A few days later I collected a beautiful Kodak Retina Reflex, the first SLR Kodak made.
Made by Kodak AG in Stuttgart, Germany it is an SLR camera with interchangeable lens components. It is unusual in that the rear of the leaf-shuttered lens is fixed while the three front elements are contained in a capsule that bayonet-fits into the front. The 50mm standard front lens-cell can be replaced with one of three Schneider components - an 80mm, and two different 35mm components.
Sometimes called the "Stuttgart Leica" or the "Poor Man's Leica", the Kodak Retina was introduced as a rangefinder in 1934.
The camera is also unusual in that the winding mechanism is situated on the base-plate and it has a few other quirks you can read about if you do an internet search.
The Retina is a phenomenal example of German engineering -- some would say OVER-engineering.
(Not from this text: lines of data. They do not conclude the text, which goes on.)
//! Read-only catalog queries
//!
//! The mutating statements live in [`sql`] and are only driven by the lifecycle operations of
//! [`ChildrenPool`](crate::ChildrenPool).

pub(crate) mod sql;

use crate::{Connection, TEMP_NAME_PREFIX};

/// Whether a database named `name` exists on the server `conn` is connected to.
#[tracing::instrument(skip(conn), err)]
pub async fn database_exists(conn: &mut Connection, name: &str) -> Result<bool, sqlx::Error> {
    sql::exists(&mut **conn, name).await
}

/// Lists databases still carrying a temporary name.
///
/// These are left behind when a cleanup drop or a removal rollback fails, or when the process
/// died between two catalog statements. They need manual inspection: a temporary database may
/// be a child that was being removed.
#[tracing::instrument(skip(conn), err)]
pub async fn list_temp_databases(conn: &mut Connection) -> Result<Vec<String>, sqlx::Error> {
    let prefix = format!("{TEMP_NAME_PREFIX}_");
    sql::list_with_prefix(&mut **conn, &prefix).await
}
use pg_children::{ConnError, Connection, catalog};
use pg_children_config::Config;

pub async fn run(config: &Config) -> Result<(), Error> {
    let mut conn = Connection::connect(&config.admin, config.admin.connect_deadline())
        .await
        .map_err(Error::Connect)?;

    let names = catalog::list_temp_databases(&mut conn)
        .await
        .map_err(Error::Query);
    if let Err(err) = conn.close().await {
        tracing::warn!(error = %err, "failed to close administrative connection");
    }

    for name in names? {
        println!("{name}");
    }
    Ok(())
}

#[derive(Debug, thiserror::Error)]
pub enum Error {
    #[error("Failed to connect to the server")]
    Connect(#[source] ConnError),

    #[error("Failed to list temporary databases")]
    Query(#[source] sqlx::Error),
}
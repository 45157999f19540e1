//! SQL statements against the server catalog
//!
//! `CREATE DATABASE` and `DROP DATABASE` only ever receive a [`SafeName`]. Names that may come
//! from callers are handled exclusively by [`rename`], which binds both names as parameters
//! against `pg_database`.

use sqlx::{Executor, Postgres};

use crate::SafeName;

/// `CREATE DATABASE <name>`
pub async fn create<'c, E>(exe: E, name: &SafeName) -> Result<(), sqlx::Error>
where
    E: Executor<'c, Database = Postgres>,
{
    let query = format!("CREATE DATABASE {name}");
    exe.execute(query.as_str()).await?;
    Ok(())
}

/// `DROP DATABASE <name>`
pub async fn drop<'c, E>(exe: E, name: &SafeName) -> Result<(), sqlx::Error>
where
    E: Executor<'c, Database = Postgres>,
{
    let query = format!("DROP DATABASE {name}");
    exe.execute(query.as_str()).await?;
    Ok(())
}

/// Renames database `from` to `to` by updating its catalog row.
///
/// Returns the number of renamed databases: `0` when `from` does not exist, `1` otherwise.
/// Fails with a unique violation (`23505`) when `to` is already taken.
pub async fn rename<'c, E>(exe: E, from: &str, to: &str) -> Result<u64, sqlx::Error>
where
    E: Executor<'c, Database = Postgres>,
{
    let query = indoc::indoc! {"
        UPDATE pg_database
        SET datname = $1
        WHERE datname = $2
    "};

    let result = sqlx::query(query).bind(to).bind(from).execute(exe).await?;
    Ok(result.rows_affected())
}

/// Whether a database named `name` exists.
pub async fn exists<'c, E>(exe: E, name: &str) -> Result<bool, sqlx::Error>
where
    E: Executor<'c, Database = Postgres>,
{
    let query = indoc::indoc! {"
        SELECT EXISTS (SELECT 1 FROM pg_database WHERE datname = $1)
    "};

    sqlx::query_scalar(query).bind(name).fetch_one(exe).await
}

/// Names of all databases whose name starts with `prefix`, sorted.
pub async fn list_with_prefix<'c, E>(exe: E, prefix: &str) -> Result<Vec<String>, sqlx::Error>
where
    E: Executor<'c, Database = Postgres>,
{
    let query = indoc::indoc! {"
        SELECT datname::text
        FROM pg_database
        WHERE starts_with(datname::text, $1)
        ORDER BY datname
    "};

    sqlx::query_scalar(query).bind(prefix).fetch_all(exe).await
}
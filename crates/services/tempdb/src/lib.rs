pub mod ports;
pub mod service;

use std::sync::LazyLock;

pub use self::{
    ports::{PortRange, PortsExhausted},
    service::{Handle, ServerOptions, StartError, new},
};

/// Whether to keep the data directory after the server is stopped
///
/// This is set to `false` by default, but can be overridden by the `KEEP_TEMP_DIRS` environment
/// variable.
pub static KEEP_TEMP_DIRS: LazyLock<bool> = LazyLock::new(|| {
    std::env::var("KEEP_TEMP_DIRS")
        .map(|v| v.eq_ignore_ascii_case("true") || v == "1")
        .unwrap_or(false)
});
//! Generator-produced database names
//!
//! `CREATE DATABASE` and `DROP DATABASE` cannot take the database name as a bound parameter, so
//! the only names ever interpolated into those statements are [`SafeName`]s. A [`SafeName`] can
//! only be built by a [`SafeNameGenerator`] and is restricted to `[a-z0-9_]` by construction:
//! a fixed literal prefix followed by numeric components.

use std::{
    sync::atomic::{AtomicU64, Ordering},
    time::{SystemTime, UNIX_EPOCH},
};

/// Literal prefix of every temporary database name
pub const TEMP_NAME_PREFIX: &str = "__tmp";

/// A database name that is safe to interpolate directly into a catalog statement.
#[derive(Debug, Clone, PartialEq, Eq, Hash)]
pub struct SafeName(String);

impl SafeName {
    /// Returns the name as a string slice.
    pub fn as_str(&self) -> &str {
        &self.0
    }
}

impl std::fmt::Display for SafeName {
    fn fmt(&self, f: &mut std::fmt::Formatter<'_>) -> std::fmt::Result {
        f.write_str(&self.0)
    }
}

impl AsRef<str> for SafeName {
    fn as_ref(&self) -> &str {
        &self.0
    }
}

/// Produces temporary database names of the form `__tmp_<pid>_<millis>_<counter>`.
///
/// The counter belongs to the generator instance and is advanced with one atomic `fetch_add`;
/// concurrent callers of the same instance never observe the same value. The process id keeps
/// names apart across test processes sharing a server.
#[derive(Debug, Default)]
pub struct SafeNameGenerator {
    counter: AtomicU64,
}

impl SafeNameGenerator {
    pub fn new() -> Self {
        Self::default()
    }

    /// Generates the next temporary name.
    pub fn next(&self) -> SafeName {
        let id = self.counter.fetch_add(1, Ordering::Relaxed);
        let millis = SystemTime::now()
            .duration_since(UNIX_EPOCH)
            .map(|elapsed| elapsed.as_millis())
            .unwrap_or_default();

        let name = format!("{TEMP_NAME_PREFIX}_{}_{millis}_{id}", std::process::id());
        debug_assert!(is_safe(&name), "generated name must stay in the safe alphabet");
        SafeName(name)
    }
}

/// Whether `name` only contains ASCII lowercase letters, digits and underscores.
pub fn is_safe(name: &str) -> bool {
    !name.is_empty()
        && name
            .bytes()
            .all(|b| b.is_ascii_lowercase() || b.is_ascii_digit() || b == b'_')
}

#[cfg(test)]
mod tests {
    use std::{collections::HashSet, sync::Arc};

    use super::*;

    #[test]
    fn next_produces_safe_prefixed_names() {
        //* Given
        let generator = SafeNameGenerator::new();

        //* When
        let name = generator.next();

        //* Then
        assert!(is_safe(name.as_str()), "unsafe name: {name}");
        assert!(name.as_str().starts_with("__tmp_"));
        assert!(
            name.as_str().len() <= crate::MAX_DATABASE_NAME_LEN,
            "name exceeds identifier limit: {name}"
        );
    }

    #[test]
    fn next_embeds_process_id_and_counter() {
        //* Given
        let generator = SafeNameGenerator::new();
        let pid = std::process::id().to_string();

        //* When
        let first = generator.next();
        let second = generator.next();

        //* Then
        let parts: Vec<_> = first.as_str().trim_start_matches("__tmp_").split('_').collect();
        assert_eq!(parts.len(), 3, "unexpected layout: {first}");
        assert_eq!(parts[0], pid);
        assert_eq!(parts[2], "0");
        assert!(second.as_str().ends_with("_1"), "counter did not advance: {second}");
    }

    #[test]
    fn concurrent_generation_yields_distinct_names() {
        //* Given
        let generator = Arc::new(SafeNameGenerator::new());

        //* When
        let handles: Vec<_> = (0..8)
            .map(|_| {
                let generator = Arc::clone(&generator);
                std::thread::spawn(move || (0..250).map(|_| generator.next()).collect::<Vec<_>>())
            })
            .collect();
        let names: Vec<SafeName> = handles
            .into_iter()
            .flat_map(|handle| handle.join().expect("generator thread panicked"))
            .collect();

        //* Then
        let unique: HashSet<_> = names.iter().collect();
        assert_eq!(unique.len(), names.len(), "duplicate temporary names generated");
    }

    #[test]
    fn is_safe_rejects_untrusted_characters() {
        assert!(is_safe("child_0"));
        assert!(!is_safe(""));
        assert!(!is_safe("Child"));
        assert!(!is_safe("child; DROP DATABASE postgres"));
        assert!(!is_safe("child\"0"));
        assert!(!is_safe("child-0"));
    }
}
It is all metal except for the film winding-spools and is like handling a piece of jewelry.
The leather, ever-ready case is a work of art.
I received the camera in perfect working order except for stuck-open shutter leaves, a common problem with lenses of this type that have been left unused for lengthy periods.
It was an easy fix. I simply removed the front lens capsule and doused the shutter in lighter fuel which dissolved the gummed-up lubricants.
Naturally I couldn't wait to run a roll of film through the camera that, according to Kodak records, was manufactured in 1957.
The Retina SLR comes equipped with a built-in selenium light meter that in this case, still works perfectly and does not need a battery. Also supplied is a white disk that can be clipped over the light-gathering cell to convert it into an incident light meter. The readings from the Retina's meter exactly match those of my hand-held digital light meter.

How well does the camera work?

Within it's limits pretty well but it is certainly no Leica. With the lens wide open images are very soft. In my opinion, unacceptably so. Sharpness increases from about f5.6 and is not bad from f11 but the truth is, it cannot hold a candle to my Nikon lenses.
Without a lens-hood, the 50mm lens -- the only lens I have - is particularly prone to flare. Fitting a lens-hood helps a lot, but does not entirely eliminate the problem.
The truth is, beautiful as the Retina is, there are other cameras of that era (Voigtlander and Leica in particular) that are considerably better. It is also easy to see why Japanese SLRs that were beginning to make an appearance at around the same time, quickly captured the market.
But with all of that said, it does not mean this is not a fun camera. It's a precision instrument, kind of like driving a beautiful old vintage car -- you know, in terms of features and performance it comes a very distant second to a modern vehicle -- but there's still something wonderful about it.
There is no doubt, I will continue to lovingly and often use the Kodak Retina. It produces a look that, in some ways is unique.
I have posted a few pictures -- nothing special or particularly artistic -- that I shot in an effort to see what the camera can produce. A few have had their levels tweaked in Photoshop but no sharpening was done.
Also posted is a picture shot with the Retina and then "hand coloured" in Photoshop.